A estrela de Belém
22/12/2012
- Opinión
Conta a Bíblia que sobre a cidade de Belém da Judéia reluziu uma estrela
quando nasceu Jesus. Provenientes da Babilônia, os reis astrólogos, também
conhecidos por magos, orientaram-se por ela até chegarem à manjedoura,
junto à qual adoraram o Menino.
Mas o rei Herodes, que governava a Palestina, viu na estrela um mal
presságio. Já que o seu poder não tinha forças para apagar a estrela no
céu, ordenou que o Messias fosse eliminado da face da Terra.
O Natal é uma festa paradigmática. Seus símbolos, aparentemente tão
infantis, são psicologicamente profundos. Viver é uma experiência
natalina. A diferença é que, em torno de 25 de dezembro, três fatores se
somam: o caráter religioso da festa, que impregna a boca da alma de
estranho sabor de nostalgia; a fissura papainoélica do consumismo e dos
presentes compulsórios; e a proximidade da virada do ano.

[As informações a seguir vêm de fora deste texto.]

//! The deep-merge algorithm.
//!
//! [`DeepMerger::merge`] coerces the target to an object and folds each
//! source into it in argument order. For one source the walk is depth-first:
//!
//! 1. Reject a `null` source and any node already in the
//!    [`TraversalContext`].
//! 2. Snapshot the source's keys (or elements) in enumeration order.
//! 3. For each key, an object-like value is replaced in the target by an
//!    empty container of the same kind, which is then populated by
//!    recursion; any other value is written as-is.
//!
//! Existing target containers under an overlapping key are replaced, not
//! merged into. Errors abort the whole call and leave the target partially
//! written.

use tracing::{debug, trace, warn};

use deepassign_types::{Container, Key, Node, Value};

use crate::config::MergeConfig;
use crate::context::TraversalContext;
use crate::error::{MergeError, MergeResult};

/// Merge `sources` into `target` with the default configuration.
pub fn merge(target: Value, sources: &[Value]) -> MergeResult<Node> {
    DeepMerger::default().merge(target, sources)
}

/// Merge `sources` into `target` with an explicit configuration.
pub fn merge_with(config: MergeConfig, target: Value, sources: &[Value]) -> MergeResult<Node> {
    DeepMerger::new(config).merge(target, sources)
}

/// The merge engine.
#[derive(Clone, Debug, Default)]
pub struct DeepMerger {
    config: MergeConfig,
}

impl DeepMerger {
    /// Create a merger with the given configuration.
    pub fn new(config: MergeConfig) -> Self {
        Self { config }
    }

    /// Fold every source into `target`, left to right, and return the
    /// (possibly boxed) target.
    ///
    /// `undefined` and non-null primitive sources are skipped. A `null`
    /// source fails with [`MergeError::NullSource`].
    pub fn merge(&self, target: Value, sources: &[Value]) -> MergeResult<Node> {
        let target = target.to_object();

        for (index, source) in sources.iter().enumerate() {
            if !source.is_object_like() && !source.is_null() {
                trace!(index, kind = source.type_name(), "skipping non-object source");
                continue;
            }

            debug!(index, target = %target.id(), kind = ?source.container_kind(), "merging source");
            let mut ctx = TraversalContext::new(index, self.config.max_depth);
            if let Err(err) = self.merge_one_source(&target, source, &mut ctx) {
                warn!(index, error = %err, "merge aborted");
                return Err(err);
            }
            debug!(index, visited = ctx.len(), "source merged");
        }

        Ok(target)
    }

    /// Merge a single source into `target`, recording nodes in `ctx`.
    ///
    /// Only a `null` source is an error here; nested `null` values are
    /// ordinary primitives and never reach this check as a source.
    pub fn merge_one_source(
        &self,
        target: &Node,
        source: &Value,
        ctx: &mut TraversalContext,
    ) -> MergeResult<()> {
        let source = match source {
            Value::Null => {
                return Err(MergeError::NullSource {
                    index: ctx.source_index(),
                })
            }
            Value::Object(node) => node,
            _ => return Ok(()),
        };

        ctx.visit(target, source)?;

        // Snapshot before writing: target and source may be the same node.
        let entries: Vec<(Key, Value)> = {
            let object = source.try_borrow()?;
            object
                .enumerate_keys()
                .into_iter()
                .map(|key| {
                    let value = object.get_value(&key).unwrap_or_default();
                    (key, value)
                })
                .collect()
        };

        for (key, value) in entries {
            match value {
                Value::Object(nested) => {
                    let empty = nested.try_borrow()?.empty_like();
                    trace!(
                        key = ?key,
                        kind = %empty.kind(),
                        depth = ctx.depth() + 1,
                        "constructed nested container"
                    );
                    let fresh = Node::new(empty);
                    target
                        .try_borrow_mut()?
                        .set_value(key, Value::Object(fresh.clone()));

                    ctx.descend()?;
                    self.merge_one_source(&fresh, &Value::Object(nested), ctx)?;
                    ctx.ascend();
                }
                Value::Undefined if self.config.skip_undefined_values => {}
                primitive => target.try_borrow_mut()?.set_value(key, primitive),
            }
        }

        Ok(())
    }
}
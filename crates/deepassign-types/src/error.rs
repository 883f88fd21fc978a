use thiserror::Error;

use crate::node::NodeId;

/// Errors produced by value-model operations.
#[derive(Debug, Error, Clone, PartialEq, Eq)]
pub enum TypeError {
    #[error("node {0} is mutably borrowed elsewhere")]
    AlreadyBorrowed(NodeId),

    #[error("node {0} is borrowed elsewhere and cannot be mutated")]
    AlreadyBorrowedMut(NodeId),

    #[error("expected an object-like value, got {0}")]
    NotAnObject(&'static str),
}

/// Result alias for value-model operations.
pub type TypeResult<T> = Result<T, TypeError>;
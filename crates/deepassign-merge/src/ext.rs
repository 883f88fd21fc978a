//! Method-call surface for merging.

use deepassign_types::{Node, Value};

use crate::error::MergeResult;
use crate::merger::merge;

/// Merge sources into `self`, called as a method on the target.
///
/// Implemented for [`Node`] and [`Value`]. Equivalent to calling
/// [`merge`](crate::merge) with `self` as the target.
pub trait DeepAssign {
    /// Fold `sources` into `self` and return the resulting target node.
    fn deep_assign(&self, sources: &[Value]) -> MergeResult<Node>;
}

impl DeepAssign for Node {
    fn deep_assign(&self, sources: &[Value]) -> MergeResult<Node> {
        merge(Value::Object(self.clone()), sources)
    }
}

/// Primitive receivers are boxed first, so the merge is only visible
/// through the returned node.
impl DeepAssign for Value {
    fn deep_assign(&self, sources: &[Value]) -> MergeResult<Node> {
        merge(self.clone(), sources)
    }
}
use std::fmt;
use std::hash::{Hash, Hasher};

use crate::node::Node;
use crate::value::Value;

/// A [`Value`] in hashable form, used as a map key or set element.
///
/// Equality follows SameValueZero: `NaN` equals `NaN`, `+0` equals `-0`,
/// strings compare by content, and objects compare by identity.
#[derive(Clone)]
pub enum Key {
    Undefined,
    Null,
    Bool(bool),
    Number(f64),
    String(String),
    Object(Node),
}

impl Key {
    /// Convert a value into a key. Objects keep their reference.
    pub fn from_value(value: Value) -> Self {
        match value {
            Value::Undefined => Self::Undefined,
            Value::Null => Self::Null,
            Value::Bool(b) => Self::Bool(b),
            Value::Number(n) => Self::Number(n),
            Value::String(s) => Self::String(s),
            Value::Object(node) => Self::Object(node),
        }
    }

    /// Convert back into the value this key was built from.
    pub fn into_value(self) -> Value {
        match self {
            Self::Undefined => Value::Undefined,
            Self::Null => Value::Null,
            Self::Bool(b) => Value::Bool(b),
            Self::Number(n) => Value::Number(n),
            Self::String(s) => Value::String(s),
            Self::Object(node) => Value::Object(node),
        }
    }

    /// The string used when this key addresses a plain keyed object.
    pub fn to_property_key(&self) -> String {
        match self {
            Self::Undefined => "undefined".to_string(),
            Self::Null => "null".to_string(),
            Self::Bool(b) => b.to_string(),
            Self::Number(n) => format_number(*n),
            Self::String(s) => s.clone(),
            Self::Object(_) => "[object Object]".to_string(),
        }
    }
}

/// Canonical bit pattern so that all NaNs and both zeros hash alike.
pub(crate) fn number_bits(n: f64) -> u64 {
    if n.is_nan() {
        f64::NAN.to_bits()
    } else if n == 0.0 {
        0
    } else {
        n.to_bits()
    }
}

pub(crate) fn format_number(n: f64) -> String {
    if n.is_nan() {
        "NaN".to_string()
    } else if n == f64::INFINITY {
        "Infinity".to_string()
    } else if n == f64::NEG_INFINITY {
        "-Infinity".to_string()
    } else if n == 0.0 {
        "0".to_string()
    } else {
        n.to_string()
    }
}

impl PartialEq for Key {
    fn eq(&self, other: &Self) -> bool {
        match (self, other) {
            (Self::Undefined, Self::Undefined) | (Self::Null, Self::Null) => true,
            (Self::Bool(a), Self::Bool(b)) => a == b,
            (Self::Number(a), Self::Number(b)) => number_bits(*a) == number_bits(*b),
            (Self::String(a), Self::String(b)) => a == b,
            (Self::Object(a), Self::Object(b)) => a.ptr_eq(b),
            _ => false,
        }
    }
}

impl Eq for Key {}

impl Hash for Key {
    fn hash<H: Hasher>(&self, state: &mut H) {
        std::mem::discriminant(self).hash(state);
        match self {
            Self::Undefined | Self::Null => {}
            Self::Bool(b) => b.hash(state),
            Self::Number(n) => number_bits(*n).hash(state),
            Self::String(s) => s.hash(state),
            Self::Object(node) => node.id().hash(state),
        }
    }
}

impl fmt::Debug for Key {
    fn fmt(&self, f: &mut fmt::Formatter<'_>) -> fmt::Result {
        match self {
            Self::String(s) => write!(f, "{s:?}"),
            Self::Object(node) => write!(f, "{node:?}"),
            other => write!(f, "{}", other.to_property_key()),
        }
    }
}

impl From<Value> for Key {
    fn from(value: Value) -> Self {
        Self::from_value(value)
    }
}

impl From<&str> for Key {
    fn from(s: &str) -> Self {
        Self::String(s.to_string())
    }
}

impl From<String> for Key {
    fn from(s: String) -> Self {
        Self::String(s)
    }
}

impl From<f64> for Key {
    fn from(n: f64) -> Self {
        Self::Number(n)
    }
}

impl From<i32> for Key {
    fn from(n: i32) -> Self {
        Self::Number(f64::from(n))
    }
}

impl From<bool> for Key {
    fn from(b: bool) -> Self {
        Self::Bool(b)
    }
}

impl From<Node> for Key {
    fn from(node: Node) -> Self {
        Self::Object(node)
    }
}
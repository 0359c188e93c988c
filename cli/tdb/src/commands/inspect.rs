//! `tdb classify`, `tdb stride` and `tdb merge`: offline chip queries.

use std::fs;
use std::path::Path;

use anyhow::{bail, Context, Result};
use tdb_target::{checked_contiguous_stride, DType, Layout, MType, TpuCmd};

use super::parse_u64;

/// Print the memory region an address falls in.
pub fn classify(config: Option<&Path>, chip: &str, address: &str) -> Result<()> {
    let address = parse_u64("address", address)?;
    let kind = classify_address(config, chip, address)?;
    println!("0x{address:X}: {kind}");
    Ok(())
}

fn classify_address(config: Option<&Path>, chip: &str, address: u64) -> Result<MType> {
    let registry = super::registry(config)?;
    let ctx = registry.create(chip)?;
    Ok(ctx.classify_address(address)?)
}

/// Options of `tdb stride` besides the shape.
#[derive(Debug, Default)]
pub struct StrideArgs<'a> {
    pub chip: Option<&'a str>,
    pub layout: &'a str,
    pub dtype: &'a str,
    /// Explicit stride for the `stride` layout.
    pub strides: Option<&'a [u64]>,
    pub address: Option<&'a str>,
}

/// Print the stride of a shape, either contiguous or under a chip's local
/// layout.
pub fn stride(config: Option<&Path>, dims: &[u64], args: &StrideArgs<'_>) -> Result<()> {
    let stride = compute_stride(config, dims, args)?;
    let joined: Vec<String> = stride.iter().map(u64::to_string).collect();
    println!("({})", joined.join(", "));
    Ok(())
}

fn compute_stride(config: Option<&Path>, dims: &[u64], args: &StrideArgs<'_>) -> Result<Vec<u64>> {
    let layout: Layout = args.layout.parse()?;
    let dtype: DType = args.dtype.parse()?;
    if (layout == Layout::Stride) != args.strides.is_some() {
        bail!("--strides is required with, and only valid for, layout 'stride'");
    }

    let Some(chip) = args.chip else {
        if layout != Layout::Continuous {
            bail!("layout '{layout}' needs --chip");
        }
        return checked_contiguous_stride(dims).context("stride overflows 64 bits");
    };

    let registry = super::registry(config)?;
    let ctx = registry.create(chip)?;
    let address = match args.address {
        Some(a) => parse_u64("address", a)?,
        None if layout.is_local() => ctx.chip().geometry().local_base,
        None => ctx
            .memmap()
            .region(MType::Global)
            .map(|r| r.base)
            .context("chip has no global memory")?,
    };
    let memref = match args.strides {
        Some(strides) => ctx.strided_memref(address, dims.to_vec(), strides.to_vec(), dtype)?,
        None => ctx.memref(address, dims.to_vec(), dtype, layout)?,
    };
    Ok(memref.stride)
}

/// Decode two raw command buffers and print them in execution order.
pub fn merge(
    config: Option<&Path>,
    chip: &str,
    tiu: &Path,
    dma: &Path,
    format: Option<&str>,
) -> Result<()> {
    let registry = super::registry(config)?;
    let ctx = registry.create(chip)?;

    let tiu_raw = fs::read(tiu).with_context(|| format!("reading {}", tiu.display()))?;
    let dma_raw = fs::read(dma).with_context(|| format!("reading {}", dma.display()))?;
    let merged = ctx.decode_and_merge(&tiu_raw, &dma_raw)?;

    match format {
        None | Some("text") => {
            for (i, cmd) in merged.iter().enumerate() {
                let marker = if ctx.is_system_instruction(cmd) { "  [sync]" } else { "" };
                println!("{i:>6}  {cmd}{marker}");
            }
            println!();
            println!("{} commands ({})", merged.len(), summarize(&merged));
        }
        Some("json") => println!("{}", serde_json::to_string_pretty(&merged)?),
        Some(other) => bail!("unknown format '{other}' (expected text or json)"),
    }
    Ok(())
}

fn summarize(cmds: &[TpuCmd]) -> String {
    let tiu = cmds
        .iter()
        .filter(|c| c.queue == tdb_target::CmdQueue::Tiu)
        .count();
    format!("{tiu} TIU, {} DMA", cmds.len() - tiu)
}
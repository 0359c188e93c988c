//! Chip identity.
//!
//! The supported TPU families form a closed set. Names are converted to
//! [`Target`] once at the boundary; everything past that dispatches on the
//! enum.

use std::fmt;
use std::str::FromStr;

use serde::{Deserialize, Serialize};

use crate::error::TargetError;

/// A supported TPU chip family.
#[derive(Debug, Clone, Copy, PartialEq, Eq, PartialOrd, Ord, Hash, Serialize, Deserialize)]
pub enum Target {
    #[serde(rename = "BM1684X")]
    Bm1684x,
    #[serde(rename = "BM1684")]
    Bm1684,
    #[serde(rename = "BM1688")]
    Bm1688,
    #[serde(rename = "SG2260")]
    Sg2260,
}

impl Target {
    /// Every supported chip, in registration order.
    pub const ALL: [Target; 4] = [
        Target::Bm1684x,
        Target::Bm1684,
        Target::Bm1688,
        Target::Sg2260,
    ];

    /// Canonical chip name as it appears in bmodel files and on the command line.
    pub const fn name(self) -> &'static str {
        match self {
            Target::Bm1684x => "BM1684X",
            Target::Bm1684 => "BM1684",
            Target::Bm1688 => "BM1688",
            Target::Sg2260 => "SG2260",
        }
    }

    /// One-line description used by listings.
    pub const fn description(self) -> &'static str {
        match self {
            Target::Bm1684x => "BM1684X, 64-lane TPU with L2 SRAM",
            Target::Bm1684 => "BM1684, first-generation 64-lane TPU",
            Target::Bm1688 => "BM1688, 32-lane edge TPU",
            Target::Sg2260 => "SG2260, 64-lane training TPU with message sync",
        }
    }
}

impl fmt::Display for Target {
    fn fmt(&self, f: &mut fmt::Formatter<'_>) -> fmt::Result {
        f.write_str(self.name())
    }
}

impl FromStr for Target {
    type Err = TargetError;

    fn from_str(s: &str) -> Result<Self, Self::Err> {
        Target::ALL
            .into_iter()
            .find(|t| t.name() == s)
            .ok_or_else(|| TargetError::UnsupportedTarget { name: s.into() })
    }
}
//! Software-model runner.
//!
//! Chip address spaces span gigabytes, so memory is kept as a sparse set of
//! pages. Untouched pages read as zero.

use std::collections::HashMap;
use std::sync::Mutex;

use tdb_target::MemoryMap;
use tracing::debug;

use crate::error::Result;
use crate::window::AddressWindow;
use crate::{BackendKind, Memory, Runner};

const PAGE_SIZE: u64 = 4096;

/// In-process simulated memory.
#[derive(Debug)]
pub struct CmodelRunner {
    window: AddressWindow,
    pages: Mutex<HashMap<u64, Box<[u8]>>>,
}

impl CmodelRunner {
    /// Create a simulated memory of `memory_size` global bytes.
    ///
    /// # Errors
    ///
    /// Returns error if the memory size does not fit the chip's global region.
    pub fn new(memmap: &MemoryMap, memory_size: u64) -> Result<Self> {
        let window = AddressWindow::new(memmap, memory_size)?;
        debug!("cmodel runner created with {memory_size} bytes of global memory");
        Ok(Self {
            window,
            pages: Mutex::new(HashMap::new()),
        })
    }

    /// Number of pages that have been written.
    pub fn resident_pages(&self) -> usize {
        self.pages.lock().unwrap_or_else(|e| e.into_inner()).len()
    }
}

/// Split `[address, address + len)` into per-page pieces:
/// `(page_number, offset_in_page, offset_in_buffer, piece_len)`.
fn page_spans(address: u64, len: usize) -> impl Iterator<Item = (u64, usize, usize, usize)> {
    let mut done = 0usize;
    std::iter::from_fn(move || {
        if done >= len {
            return None;
        }
        let addr = address + done as u64;
        let page = addr / PAGE_SIZE;
        let offset = (addr % PAGE_SIZE) as usize;
        let piece = (PAGE_SIZE as usize - offset).min(len - done);
        let span = (page, offset, done, piece);
        done += piece;
        Some(span)
    })
}

impl Memory for CmodelRunner {
    fn size(&self) -> u64 {
        self.window.memory_size()
    }

    fn read(&self, address: u64, len: usize) -> Result<Vec<u8>> {
        self.window.check(address, len as u64)?;
        let pages = self.pages.lock().unwrap_or_else(|e| e.into_inner());
        let mut out = vec![0u8; len];
        for (page, offset, at, piece) in page_spans(address, len) {
            if let Some(data) = pages.get(&page) {
                out[at..at + piece].copy_from_slice(&data[offset..offset + piece]);
            }
        }
        Ok(out)
    }

    fn write(&self, address: u64, data: &[u8]) -> Result<()> {
        self.window.check(address, data.len() as u64)?;
        let mut pages = self.pages.lock().unwrap_or_else(|e| e.into_inner());
        for (page, offset, at, piece) in page_spans(address, data.len()) {
            let buf = pages
                .entry(page)
                .or_insert_with(|| vec![0u8; PAGE_SIZE as usize].into_boxed_slice());
            buf[offset..offset + piece].copy_from_slice(&data[at..at + piece]);
        }
        Ok(())
    }
}

impl Runner for CmodelRunner {
    fn kind(&self) -> BackendKind {
        BackendKind::Cmodel
    }

    fn memory(&self) -> &dyn Memory {
        self
    }
}
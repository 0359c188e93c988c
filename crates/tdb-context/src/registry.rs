//! Context registry: maps chip names to implementations and caches one
//! context per chip.

use std::collections::{BTreeMap, HashMap};
use std::sync::{Arc, Mutex};

use tdb_target::Target;
use tracing::{debug, info};

use crate::chips;
use crate::config::BackendConfig;
use crate::context::TargetContext;
use crate::contract::ChipContract;
use crate::error::{ContextError, Result};

/// Static registration of one chip implementation.
#[derive(Clone, Copy)]
pub struct ChipRegistration {
    pub target: Target,
    pub construct: fn() -> tdb_target::Result<Box<dyn ChipContract>>,
}

impl std::fmt::Debug for ChipRegistration {
    fn fmt(&self, f: &mut std::fmt::Formatter<'_>) -> std::fmt::Result {
        f.debug_struct("ChipRegistration")
            .field("target", &self.target)
            .finish_non_exhaustive()
    }
}

impl ChipRegistration {
    /// Build a fresh chip implementation.
    pub fn build(&self) -> tdb_target::Result<Box<dyn ChipContract>> {
        (self.construct)()
    }
}

/// Registry of chip implementations bound to one backend configuration.
///
/// At most one [`TargetContext`] exists per chip per registry; independent
/// registries share nothing.
#[derive(Debug)]
pub struct ContextRegistry {
    config: BackendConfig,
    table: BTreeMap<Target, ChipRegistration>,
    instances: Mutex<HashMap<Target, Arc<TargetContext>>>,
}

impl ContextRegistry {
    /// Registry over the built-in chips.
    pub fn new(config: BackendConfig) -> Result<Self> {
        Self::with_registrations(config, chips::builtin_registrations())
    }

    /// Registry that must cover every supported chip exactly once.
    pub fn with_registrations(
        config: BackendConfig,
        registrations: impl IntoIterator<Item = ChipRegistration>,
    ) -> Result<Self> {
        let registry = Self::partial(config, registrations)?;
        if let Some(target) = Target::ALL
            .into_iter()
            .find(|t| !registry.table.contains_key(t))
        {
            return Err(ContextError::ImplementationMissing { target });
        }
        Ok(registry)
    }

    /// Registry over any subset of chips.
    ///
    /// Chips left out resolve to [`ContextError::ImplementationMissing`].
    pub fn partial(
        config: BackendConfig,
        registrations: impl IntoIterator<Item = ChipRegistration>,
    ) -> Result<Self> {
        let mut table = BTreeMap::new();
        for reg in registrations {
            if table.insert(reg.target, reg).is_some() {
                return Err(ContextError::DuplicateRegistration { target: reg.target });
            }
        }
        info!(
            chips = table.len(),
            backend = %config.backend(),
            "context registry created"
        );
        Ok(Self {
            config,
            table,
            instances: Mutex::new(HashMap::new()),
        })
    }

    /// Chips with a registered implementation, in table order.
    pub fn supported(&self) -> Vec<Target> {
        self.table.keys().copied().collect()
    }

    /// Registration of a supported chip.
    pub fn registration(&self, target: Target) -> Result<ChipRegistration> {
        self.table
            .get(&target)
            .copied()
            .ok_or(ContextError::ImplementationMissing { target })
    }

    /// Look up the implementation for `name` without constructing it.
    ///
    /// # Errors
    ///
    /// [`ContextError::UnsupportedTarget`] for a name outside the supported
    /// set, [`ContextError::ImplementationMissing`] for a supported chip
    /// with no registration.
    pub fn resolve(&self, name: &str) -> Result<ChipRegistration> {
        self.registration(parse_target(name)?)
    }

    /// Construct a new, uncached context for `name`.
    pub fn create(&self, name: &str) -> Result<TargetContext> {
        self.build(self.resolve(name)?)
    }

    fn build(&self, reg: ChipRegistration) -> Result<TargetContext> {
        let chip = reg.build()?;
        if chip.target() != reg.target {
            return Err(ContextError::RegistrationMismatch {
                expected: reg.target,
                found: chip.target(),
            });
        }
        Ok(TargetContext::new(chip, &self.config))
    }

    /// The shared context for `target`, created on first request.
    pub fn instance(&self, target: Target) -> Result<Arc<TargetContext>> {
        let mut instances = self.instances.lock().unwrap_or_else(|e| e.into_inner());
        if let Some(ctx) = instances.get(&target) {
            return Ok(Arc::clone(ctx));
        }
        let ctx = Arc::new(self.build(self.registration(target)?)?);
        debug!(target_chip = %target, "context cached");
        instances.insert(target, Arc::clone(&ctx));
        Ok(ctx)
    }

    /// The shared context for `name`.
    pub fn get(&self, name: &str) -> Result<Arc<TargetContext>> {
        self.instance(parse_target(name)?)
    }

    /// Whether a context for `target` has been cached.
    pub fn is_cached(&self, target: Target) -> bool {
        self.instances
            .lock()
            .unwrap_or_else(|e| e.into_inner())
            .contains_key(&target)
    }
}

fn parse_target(name: &str) -> Result<Target> {
    name.parse().map_err(|_| ContextError::UnsupportedTarget {
        name: name.to_string(),
    })
}

#[cfg(test)]
mod tests {
    use super::*;
    use crate::chips::{bm1684, bm1684x};

    #[test]
    fn resolve_every_builtin() {
        let registry = ContextRegistry::new(BackendConfig::cmodel()).unwrap();
        assert_eq!(registry.supported(), Target::ALL.to_vec());
        for target in Target::ALL {
            let reg = registry.resolve(target.name()).unwrap();
            assert_eq!(reg.target, target);
        }
    }

    #[test]
    fn unsupported_names() {
        let registry = ContextRegistry::new(BackendConfig::cmodel()).unwrap();
        for name in ["", "bm1684x", "BM1686", " BM1684X"] {
            let err = registry.resolve(name).unwrap_err();
            assert!(matches!(err, ContextError::UnsupportedTarget { .. }), "{name:?}");
        }
    }

    #[test]
    fn partial_registry_reports_missing() {
        let registry =
            ContextRegistry::partial(BackendConfig::cmodel(), [bm1684x::REGISTRATION]).unwrap();
        assert!(registry.resolve("BM1684X").is_ok());
        let err = registry.resolve("SG2260").unwrap_err();
        assert!(matches!(
            err,
            ContextError::ImplementationMissing {
                target: Target::Sg2260
            }
        ));
    }

    #[test]
    fn incomplete_table_rejected() {
        let err = ContextRegistry::with_registrations(
            BackendConfig::cmodel(),
            [bm1684x::REGISTRATION, bm1684::REGISTRATION],
        )
        .unwrap_err();
        assert!(matches!(err, ContextError::ImplementationMissing { .. }));
    }

    #[test]
    fn duplicate_registration_rejected() {
        let err = ContextRegistry::partial(
            BackendConfig::cmodel(),
            [bm1684x::REGISTRATION, bm1684x::REGISTRATION],
        )
        .unwrap_err();
        assert!(matches!(
            err,
            ContextError::DuplicateRegistration {
                target: Target::Bm1684x
            }
        ));
    }

    #[test]
    fn mismatched_registration() {
        let wrong = ChipRegistration {
            target: Target::Bm1688,
            construct: bm1684x::REGISTRATION.construct,
        };
        let registry = ContextRegistry::partial(BackendConfig::cmodel(), [wrong]).unwrap();
        let err = registry.create("BM1688").unwrap_err();
        assert!(matches!(
            err,
            ContextError::RegistrationMismatch {
                expected: Target::Bm1688,
                found: Target::Bm1684x
            }
        ));
    }

    #[test]
    fn instance_is_shared() {
        let registry = ContextRegistry::new(BackendConfig::cmodel()).unwrap();
        assert!(!registry.is_cached(Target::Bm1684));
        let a = registry.get("BM1684").unwrap();
        let b = registry.instance(Target::Bm1684).unwrap();
        assert!(Arc::ptr_eq(&a, &b));
        assert!(registry.is_cached(Target::Bm1684));
    }

    #[test]
    fn create_is_not_cached() {
        let registry = ContextRegistry::new(BackendConfig::cmodel()).unwrap();
        let ctx = registry.create("SG2260").unwrap();
        assert_eq!(ctx.target(), Target::Sg2260);
        assert!(!registry.is_cached(Target::Sg2260));
    }

    #[test]
    fn registries_are_independent() {
        let one = ContextRegistry::new(BackendConfig::cmodel()).unwrap();
        let two = ContextRegistry::new(BackendConfig::cmodel()).unwrap();
        let a = one.get("BM1688").unwrap();
        let b = two.get("BM1688").unwrap();
        assert!(!Arc::ptr_eq(&a, &b));
    }

    #[test]
    fn poisoned_cache_still_answers() {
        let registry = ContextRegistry::new(BackendConfig::cmodel()).unwrap();
        let first = registry.instance(Target::Bm1688).unwrap();
        let poison = std::panic::catch_unwind(std::panic::AssertUnwindSafe(|| {
            let _held = registry.instances.lock().unwrap();
            panic!("poison the cache");
        }));
        assert!(poison.is_err());
        assert!(registry.is_cached(Target::Bm1688));
        assert!(!registry.is_cached(Target::Sg2260));
        assert!(Arc::ptr_eq(&first, &registry.instance(Target::Bm1688).unwrap()));
    }
}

Enquanto a compulsiva comercialização da data condena-nos à ressaca
espiritual, o caráter religioso da festa deixa-nos com saudades de Deus, e
a chegada do Ano Novo reforça nosso propósito de melhorar de vida. Daí o
sentimento conflitivo de quem gostaria de acordar na manhã de 25 e
encontrar, nos sapatos, um símbolo de afeto, o afago à criança que dorme
dentro de nós, mas sabe que, no império do mercado, a idade adulta é
inimiga da infância.
"Ora, direis ouvir estrelas!", canta o poeta. Sim, temos olhos e ouvidos
para os signos que expressam o novo. Na vida, nossos passos são conduzidos
por estrelas, sonhos e ambições que simbolizam a fonte da felicidade.
Nunca estamos satisfeitos com o que somos ou temos. Pois feitos de matéria
transcendente, trafegamos no labirinto da existência seduzidos pelo
absurdo, mas famintos de Absoluto.
Para os antigos, a imagem da utopia era um jardim repleto de fontes,
flores
e frutos. Para a Bíblia, o Jardim do Éden, que em hebraico significa
"lugar das delícias", lá onde se suprime o limite entre o natural e o
sobrenatural, o humano e o divino, o efêmero e o eterno.
Hoje, nosso mal-estar advém desse horizonte estreito em que miramos
estrelas cadentes. Raras as ascendentes. Encerramos o século e o milênio
como aprendizes de deuses, capazes de engendrar vida em provetas e possuir
olhos eletrônicos que penetram a intimidade da matéria e do Universo, sem,
no entanto, erradicar a fome, a desigualdade e a injustiça.
Somos órfãos da esperança. Quase tudo está ao alcance do poder do
dinheiro,
exceto o que mais carecemos: um sentido para a vida. Tateamos, sonâmbulos,
nessa interminável noite de insônia. Calam-se as filosofias, confinadas
aos limites da linguagem; desaparecem as utopias, travestidas no mesquinho
desejo de poder e posse de refinados objetos; enquanto as religiões cedem
às exigências do mercado e oferecem o lúdico a quem busca luz, sem abrir
as portas que nos conduzam à inefável experiência de Deus.
"E agora, José?" Agora, é mudar o Natal e nós próprios. Dar as costas a
Papai Noel e procurar a estrela em nossas inquietações mais profundas.
Descobrir a presença do Menino em nosso coração. E, como sugeriu Jesus a
Nicodemos, ousar renascer em gestos de carinho e justiça, solidariedade e
alegria. Em vez de dar presentes, fazer-se presente lá onde reina a
ausência: de afeto, de saúde, de liberdade, de direitos. Dobrar os joelhos
junto à manjedoura que abriga tantos excluídos, imagens vivas do Menino de
Belém.
Feliz Natal, criança maltrapilha chamada Brasil! Queira Deus que o
Herodes
que nos habita ceda lugar aos magos que acreditam na estrela e ofecerem ao
milagre da vida o melhor de si.
Frei Betto é escritor, autor, entre outros, da biografia romanceada de
Jesus "Entre todos os homens" (Atica).